The return to growth for the segment includes leveraging its increasingly nimble platform, delivering innovative products, growing market share internationally, expanding into adjacent categories and capitalizing on digital and e-commerce capabilities.

The Hunt/Shoot segment has undergone a significant reorganization with the hunt downturn to drive efficiencies with many of those moves supported by Vista’s corporate scale and integrated systems. Distribution centers have been consolidated to six from 13, manufacturing facilities reduced to six from eight, and SKUs from 13,500 to 8,000. The group has a targeted sourcing cost reduction goal of 2 to 3 percent annually.

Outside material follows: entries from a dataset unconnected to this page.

//! Error types for notification presentation.

use thiserror::Error;

/// Errors that can occur while presenting a notification or acting on it.
#[derive(Debug, Error)]
pub enum PresentError {
    /// The presenter could not display the notification
    #[error("presenter '{presenter}' failed: {message}")]
    Presenter { presenter: String, message: String },

    /// The URL could not be opened
    #[error("failed to open {url}: {source}")]
    Open {
        url: String,
        source: std::io::Error,
    },

    /// Other error
    #[error("{0}")]
    Other(String),
}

Sankaran steadily called out innovation as the path to resuming growth by making products simpler to use, better performing and more appealing through ergonomic design. Recent successes include the Bushnell Golf’s ProXE Rangefinder, Butler Creek’s ASAP Magazine Loader and Primo’s SurroundView Technology Blind. SurroundView Technology that provides a 360-view for the hunter helped drive Primos’ blind sales up 60 percent so far in the current year.

Other growth opportunities include expansion in the Europe and APAC region. Bushnell golf already has a double-digit share in Europe.

Online, the Hunt/Shoot segment has been boosted by brand-specific pages and bundling opportunities that are helping drive up average selling prices. Year-to-date, web traffic across Hunt/Shoot websites increased 1 percent and DTC sales have grown 270 percent. Adjacent categories are also an opportunity, particularly for the Bushnell brand in camping and lighting.

The Ammunition segment of Vista Outdoor (Federal, Speer and CCI) has been most impacted by the slowdown in the domestic commercial segment since the election of President Trump, but it counts healthy growth channels in domestic law enforcement, international commercial and military/international law enforcement, said Jason Vanderbrink, president of the segment.

The segment has by far the dominant position in the U.S. law enforcement market with nearly 70 percent share and provides all the ammunition to major cities such as New York, Los Angeles and Detroit.

In the domestic commercial segment, growth has been steadily growing at a 5.3 percent CAGR since 1992 through 2018 even with the erosion in the last three years. Vista’s business continues to be the leader in domestic commercial ammunition and growth opportunities are seen in a highly-fragmented market outside the top three players.

Among categories, Vista’s ammunition segment leads and is growing share in pistols and rimfires. With the Federal brand, the segment is leading share and holding its position in rifles. In the shotshell market, Vista is in the top three position and holding share.

One path to growth for the ammunition segment is partnerships with gun manufacturers that had been reluctant to partner given Vista’s ownership of Savage Arms. Partnerships have been formed with Ruger and Henry Firearms. New product introductions are particularly expected to drive growth, with recent successes including the Premium Bismuth, Segmented Buckshot and 224 Valkyrie.

Online, Vista became the first major ammunition company to sell DTC with the launch of an e-commerce platform for Speer on November 2018. A site for Federal went live on July 2019. Vanderbrink said Vista is able to showcase a much broader selection online and better alert dealers to strong sellers. With Federal Custom Shop set to launch this fall, Vista will debut the ammunition industry’s first custom design shop.

Vista’s ammunition business has also benefited from the launch of the Premium 365 Program tailored to independent dealers. Vanderbrink said the company had become “too reliant” on big boxes. The ammunition business is also expected to benefit from ongoing efforts to reduce costs and leverage Vista’s scale.

Sales are expected to decline to $1.8 billion this year and reach a range of $1.6 to $1.8 billion in fiscal 2022. Vista expects to potentially lose $300 million revenues from divestitures as the company said it may sell the Bike segment once profitability improves. Vista has modest expectations from other initiatives, including $100 million from new products and online revenues. Another $100 million is expected from tuck-in acquisitions that will be explored once Vista achieves its leverage goals.